En Amazonie orientale, les mouvements de la première génération de migrants, qui ont débuté à la fin des années cinquante, sont considérés essentiellement comme étant des transferts de résidence, menés par des paysans nordestins occupant progressivement les fronts pionniers, à la recherche de terres agricoles. La description de la trajectoire de la famille Colodino a été présentée comme un exemple emblématique.

Cette quête, qui fait écho à une période spécifique – l’ouverture des terres amazoniennes – a caractérisé les mouvements d’une génération, dont le référentiel était presque exclusivement rural et agricole. On imagine alors pour cette génération des parcours linéaires qui seraient guidés par cet objectif spécifique et marqués par une avancée continue vers l’ouest. Le parcours de Valdete (carte n° 21), parti adulte de l’est maranhense, qui s’est stabilisé dès lors qu’il a trouvé une terre à travailler, semble inspirer la logique.
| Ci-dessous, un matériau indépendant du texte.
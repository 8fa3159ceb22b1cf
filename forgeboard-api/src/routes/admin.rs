/// User administration endpoints
///
/// Listing and moderating accounts, issuing invite codes, browsing the
/// activity log, and dashboard stats. Every handler here runs the caller
/// through the authorization engine; role alone grants nothing except for
/// super admins.
///
/// # Endpoints
///
/// - `GET    /v1/admin/users` - List users (filterable, paginated)
/// - `GET    /v1/admin/users/:id` - Get one user
/// - `POST   /v1/admin/users/:id/approve` - Approve a pending account
/// - `POST   /v1/admin/users/:id/reject` - Reject a pending account
/// - `PUT    /v1/admin/users/:id/role` - Change role
/// - `PUT    /v1/admin/users/:id/permissions` - Edit permission flags
/// - `POST   /v1/admin/users/:id/deactivate` - Soft-disable an account
/// - `DELETE /v1/admin/users/:id` - Delete an account
/// - `POST   /v1/admin/invites` / `GET /v1/admin/invites` / `DELETE /v1/admin/invites/:id`
/// - `GET    /v1/admin/activity` - Activity log
/// - `GET    /v1/admin/stats` - Dashboard counts

use crate::{
    app::AppState,
    error::{ApiError, ApiResult},
    response::{ApiResponse, PageQuery, Pagination},
};
use axum::{
    extract::{Path, Query, State},
    Extension, Json,
};
use chrono::{DateTime, Utc};
use forgeboard_shared::{
    audit::PostCommit,
    auth::access::{authorize, Access, Caller, Permission},
    models::{
        activity_log::{ActivityLog, ActivityType},
        invite_code::InviteCode,
        user::{UpdatePermissions, User, UserFilter, UserRole},
    },
};
use serde::Deserialize;
use serde_json::json;
use uuid::Uuid;

/// User list filters
#[derive(Debug, Deserialize)]
pub struct UserListQuery {
    pub role: Option<UserRole>,

    /// Only accounts awaiting approval
    pub pending: Option<bool>,

    pub page: Option<i64>,
    pub per_page: Option<i64>,
}

/// Role change request
#[derive(Debug, Deserialize)]
pub struct SetRoleRequest {
    pub role: UserRole,
}

/// Invite creation request
#[derive(Debug, Deserialize)]
pub struct CreateInviteRequest {
    pub role: UserRole,
    pub expires_at: Option<DateTime<Utc>>,
}

/// List users, filterable by role and approval state
pub async fn list_users(
    State(state): State<AppState>,
    Extension(caller): Extension<Caller>,
    Query(query): Query<UserListQuery>,
) -> ApiResult<Json<ApiResponse<Vec<User>>>> {
    authorize(&caller, &Access::new().permission(Permission::ApproveUsers))?;

    let filter = UserFilter {
        role: query.role,
        pending_only: query.pending.unwrap_or(false),
    };

    let paging = PageQuery {
        page: query.page,
        per_page: query.per_page,
    };
    let (page, per_page) = paging.clamp();
    let (limit, offset) = paging.limit_offset();

    let users = User::list(&state.db, &filter, limit, offset).await?;
    let total = User::count(&state.db, &filter).await?;

    Ok(Json(ApiResponse::paginated(
        users,
        Pagination::new(page, per_page, total),
    )))
}

/// Get one user
pub async fn get_user(
    State(state): State<AppState>,
    Extension(caller): Extension<Caller>,
    Path(id): Path<Uuid>,
) -> ApiResult<Json<ApiResponse<User>>> {
    authorize(&caller, &Access::new().permission(Permission::ApproveUsers))?;

    let user = User::find_by_id(&state.db, id)
        .await?
        .ok_or_else(|| ApiError::NotFound("User not found".to_string()))?;

    Ok(Json(ApiResponse::new(user)))
}

/// Approve a pending account
///
/// Writes a `USER_APPROVED` audit entry and notifies the account.
pub async fn approve_user(
    State(state): State<AppState>,
    Extension(caller): Extension<Caller>,
    Path(id): Path<Uuid>,
) -> ApiResult<Json<ApiResponse<User>>> {
    authorize(&caller, &Access::new().permission(Permission::ApproveUsers))?;

    let user = User::set_approval(&state.db, id, true)
        .await?
        .ok_or_else(|| ApiError::NotFound("User not found".to_string()))?;

    let mut effects = PostCommit::new(caller.user_id);
    effects.activity(
        ActivityType::UserApproved,
        Some(user.id),
        Some("user"),
        json!({ "email": user.email }),
    );
    effects.notify(
        user.id,
        "Account approved",
        "Your account has been approved. You can now sign in.",
    );
    effects.run(&state.db).await;

    state
        .mailer
        .send(&user.email, "account_approved", json!({ "name": user.name }));

    Ok(Json(ApiResponse::with_message(user, "User approved")))
}

/// Reject a pending account
pub async fn reject_user(
    State(state): State<AppState>,
    Extension(caller): Extension<Caller>,
    Path(id): Path<Uuid>,
) -> ApiResult<Json<ApiResponse<User>>> {
    authorize(&caller, &Access::new().permission(Permission::ApproveUsers))?;

    let user = User::set_approval(&state.db, id, false)
        .await?
        .ok_or_else(|| ApiError::NotFound("User not found".to_string()))?;

    let mut effects = PostCommit::new(caller.user_id);
    effects.activity(
        ActivityType::UserRejected,
        Some(user.id),
        Some("user"),
        json!({ "email": user.email }),
    );
    effects.run(&state.db).await;

    Ok(Json(ApiResponse::with_message(user, "User rejected")))
}

/// Change a user's role
///
/// Granting or taking the super_admin role is itself super-admin-only;
/// other role changes need the approve-users flag.
pub async fn set_user_role(
    State(state): State<AppState>,
    Extension(caller): Extension<Caller>,
    Path(id): Path<Uuid>,
    Json(req): Json<SetRoleRequest>,
) -> ApiResult<Json<ApiResponse<User>>> {
    let current = User::find_by_id(&state.db, id)
        .await?
        .ok_or_else(|| ApiError::NotFound("User not found".to_string()))?;

    let touches_super_admin =
        req.role == UserRole::SuperAdmin || current.role == UserRole::SuperAdmin;

    let access = if touches_super_admin {
        Access::new().super_admin_only()
    } else {
        Access::new().permission(Permission::ApproveUsers)
    };
    authorize(&caller, &access)?;

    let user = User::set_role(&state.db, id, req.role)
        .await?
        .ok_or_else(|| ApiError::NotFound("User not found".to_string()))?;

    let mut effects = PostCommit::new(caller.user_id);
    effects.activity(
        ActivityType::UserRoleChanged,
        Some(user.id),
        Some("user"),
        json!({ "from": current.role, "to": req.role }),
    );
    effects.run(&state.db).await;

    Ok(Json(ApiResponse::with_message(user, "Role updated")))
}

/// Edit a user's permission flags
///
/// Editing a super admin's flags is super-admin-only (they are inert for
/// super admins, but the audit trail should still be honest about who can
/// touch those accounts).
pub async fn set_user_permissions(
    State(state): State<AppState>,
    Extension(caller): Extension<Caller>,
    Path(id): Path<Uuid>,
    Json(req): Json<UpdatePermissions>,
) -> ApiResult<Json<ApiResponse<User>>> {
    let current = User::find_by_id(&state.db, id)
        .await?
        .ok_or_else(|| ApiError::NotFound("User not found".to_string()))?;

    let access = if current.role == UserRole::SuperAdmin {
        Access::new().super_admin_only()
    } else {
        Access::new().permission(Permission::ApproveUsers)
    };
    authorize(&caller, &access)?;

    let user = User::set_permissions(&state.db, id, req)
        .await?
        .ok_or_else(|| ApiError::NotFound("User not found".to_string()))?;

    let mut effects = PostCommit::new(caller.user_id);
    effects.activity(
        ActivityType::UserPermissionsChanged,
        Some(user.id),
        Some("user"),
        json!({
            "can_approve_users": user.can_approve_users,
            "can_delete_users": user.can_delete_users,
            "can_manage_projects": user.can_manage_projects,
            "can_assign_tasks": user.can_assign_tasks,
            "can_view_all_projects": user.can_view_all_projects,
        }),
    );
    effects.run(&state.db).await;

    Ok(Json(ApiResponse::with_message(user, "Permissions updated")))
}

/// Soft-disable an account
///
/// The row and its history stay; the user just can't sign in.
pub async fn deactivate_user(
    State(state): State<AppState>,
    Extension(caller): Extension<Caller>,
    Path(id): Path<Uuid>,
) -> ApiResult<Json<ApiResponse<serde_json::Value>>> {
    authorize(&caller, &Access::new().permission(Permission::DeleteUsers))?;

    if id == caller.user_id {
        return Err(ApiError::BadRequest(
            "You cannot deactivate your own account".to_string(),
        ));
    }

    let found = User::set_active(&state.db, id, false).await?;
    if !found {
        return Err(ApiError::NotFound("User not found".to_string()));
    }

    let mut effects = PostCommit::new(caller.user_id);
    effects.activity(
        ActivityType::UserDeactivated,
        Some(id),
        Some("user"),
        json!({}),
    );
    effects.run(&state.db).await;

    Ok(Json(ApiResponse::message_only("User deactivated")))
}

/// Delete an account
///
/// Blocked with a conflict while the user still owns projects; those must
/// be reassigned or deleted first. Memberships, task assignments,
/// notifications, and reset tokens are detached in the same transaction as
/// the row deletion.
///
/// # Errors
///
/// - `409 Conflict`: User still owns projects or created tasks
pub async fn delete_user(
    State(state): State<AppState>,
    Extension(caller): Extension<Caller>,
    Path(id): Path<Uuid>,
) -> ApiResult<Json<ApiResponse<serde_json::Value>>> {
    authorize(&caller, &Access::new().permission(Permission::DeleteUsers))?;

    if id == caller.user_id {
        return Err(ApiError::BadRequest(
            "You cannot delete your own account".to_string(),
        ));
    }

    let target = User::find_by_id(&state.db, id)
        .await?
        .ok_or_else(|| ApiError::NotFound("User not found".to_string()))?;

    if target.role == UserRole::SuperAdmin {
        authorize(&caller, &Access::new().super_admin_only())?;
    }

    let mut tx = state.db.begin().await?;

    let owned = User::owned_project_count(&mut *tx, id).await?;
    if owned > 0 {
        return Err(ApiError::Conflict(format!(
            "User still owns {} project(s); reassign or delete them first",
            owned
        )));
    }

    let created = User::created_task_count(&mut *tx, id).await?;
    if created > 0 {
        return Err(ApiError::Conflict(format!(
            "User created {} task(s) that still exist; delete them first",
            created
        )));
    }

    User::detach_references(&mut tx, id).await?;
    User::delete(&mut *tx, id).await?;

    tx.commit().await?;

    let mut effects = PostCommit::new(caller.user_id);
    effects.activity(
        ActivityType::UserDeleted,
        Some(id),
        Some("user"),
        json!({ "email": target.email }),
    );
    effects.run(&state.db).await;

    Ok(Json(ApiResponse::message_only("User deleted")))
}

/// Issue an invite code bound to a role
///
/// Codes for the super_admin role can only be issued by a super admin.
pub async fn create_invite(
    State(state): State<AppState>,
    Extension(caller): Extension<Caller>,
    Json(req): Json<CreateInviteRequest>,
) -> ApiResult<Json<ApiResponse<InviteCode>>> {
    let access = if req.role == UserRole::SuperAdmin {
        Access::new().super_admin_only()
    } else {
        Access::new().permission(Permission::ApproveUsers)
    };
    authorize(&caller, &access)?;

    if req.role == UserRole::Client {
        return Err(ApiError::BadRequest(
            "Clients register without invite codes".to_string(),
        ));
    }

    if let Some(expiry) = req.expires_at {
        if expiry <= Utc::now() {
            return Err(ApiError::BadRequest(
                "Expiry must be in the future".to_string(),
            ));
        }
    }

    let invite = InviteCode::create(&state.db, req.role, caller.user_id, req.expires_at).await?;

    let mut effects = PostCommit::new(caller.user_id);
    effects.activity(
        ActivityType::InviteCreated,
        Some(invite.id),
        Some("invite"),
        json!({ "role": invite.role }),
    );
    effects.run(&state.db).await;

    Ok(Json(ApiResponse::with_message(invite, "Invite created")))
}

/// List invite codes, newest first
pub async fn list_invites(
    State(state): State<AppState>,
    Extension(caller): Extension<Caller>,
    Query(page): Query<PageQuery>,
) -> ApiResult<Json<ApiResponse<Vec<InviteCode>>>> {
    authorize(&caller, &Access::new().permission(Permission::ApproveUsers))?;

    let (page_no, per_page) = page.clamp();
    let (limit, offset) = page.limit_offset();

    let invites = InviteCode::list(&state.db, limit, offset).await?;
    let total = InviteCode::count(&state.db).await?;

    Ok(Json(ApiResponse::paginated(
        invites,
        Pagination::new(page_no, per_page, total),
    )))
}

/// Revoke an unused invite code
///
/// # Errors
///
/// - `404 Not Found`: Unknown code, or already redeemed
pub async fn revoke_invite(
    State(state): State<AppState>,
    Extension(caller): Extension<Caller>,
    Path(id): Path<Uuid>,
) -> ApiResult<Json<ApiResponse<serde_json::Value>>> {
    authorize(&caller, &Access::new().permission(Permission::ApproveUsers))?;

    let revoked = InviteCode::revoke(&state.db, id).await?;
    if !revoked {
        return Err(ApiError::NotFound(
            "Invite code not found or already used".to_string(),
        ));
    }

    let mut effects = PostCommit::new(caller.user_id);
    effects.activity(
        ActivityType::InviteRevoked,
        Some(id),
        Some("invite"),
        json!({}),
    );
    effects.run(&state.db).await;

    Ok(Json(ApiResponse::message_only("Invite revoked")))
}

/// Browse the activity log, newest first
pub async fn list_activity(
    State(state): State<AppState>,
    Extension(caller): Extension<Caller>,
    Query(page): Query<PageQuery>,
) -> ApiResult<Json<ApiResponse<Vec<ActivityLog>>>> {
    authorize(&caller, &Access::new().permission(Permission::ApproveUsers))?;

    let (page_no, per_page) = page.clamp();
    let (limit, offset) = page.limit_offset();

    let entries = ActivityLog::list(&state.db, limit, offset).await?;
    let total = ActivityLog::count(&state.db).await?;

    Ok(Json(ApiResponse::paginated(
        entries,
        Pagination::new(page_no, per_page, total),
    )))
}

/// Dashboard counts: users, pending approvals, projects, tasks
pub async fn stats(
    State(state): State<AppState>,
    Extension(caller): Extension<Caller>,
) -> ApiResult<Json<ApiResponse<serde_json::Value>>> {
    authorize(&caller, &Access::new().permission(Permission::ApproveUsers))?;

    let total_users = User::count(&state.db, &UserFilter::default()).await?;
    let pending_users = User::count(
        &state.db,
        &UserFilter {
            role: None,
            pending_only: true,
        },
    )
    .await?;

    let total_projects: i64 = sqlx::query_scalar("SELECT COUNT(*) FROM projects")
        .fetch_one(&state.db)
        .await?;
    let total_tasks: i64 = sqlx::query_scalar("SELECT COUNT(*) FROM tasks")
        .fetch_one(&state.db)
        .await?;
    let open_contact: i64 =
        sqlx::query_scalar("SELECT COUNT(*) FROM contact_messages WHERE status = 'new'")
            .fetch_one(&state.db)
            .await?;

    Ok(Json(ApiResponse::new(json!({
        "users": total_users,
        "pendingApprovals": pending_users,
        "projects": total_projects,
        "tasks": total_tasks,
        "openContactMessages": open_contact,
    }))))
}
Que penser alors des autres parcours, dont la variété des trajectoires fait naître l’impression

d’un mouvement brownien, autrement dit sans règles apparentes (Morice, 1993 : 350) ?

Par exemple, et bien qu’il semble plus décousu, le parcours de Zé Claro (carte n° 20) répond pourtant exactement à cette même logique foncière : du Piauí aux berges du Tocantins, les avancées se sont faites par à coups, d’abord vers le Médio Mearim avec ses parents, puis seul en tant qu’adulte vers la pré-Amazonie, où il s’établit et vit de la terre avec son épouse. Stabilisé, il effectue à deux reprises de longs séjours dans des placers aurifères, au Venezuela, mais surtout à la Serra Pelada où il passe huit ans avant de reprendre sa vie d’agriculteur. Zé Claro fait toujours fructifier cette même terre de Viração, ses incursions au garimpo ont toujours été suivies d’un retour au domicile familial.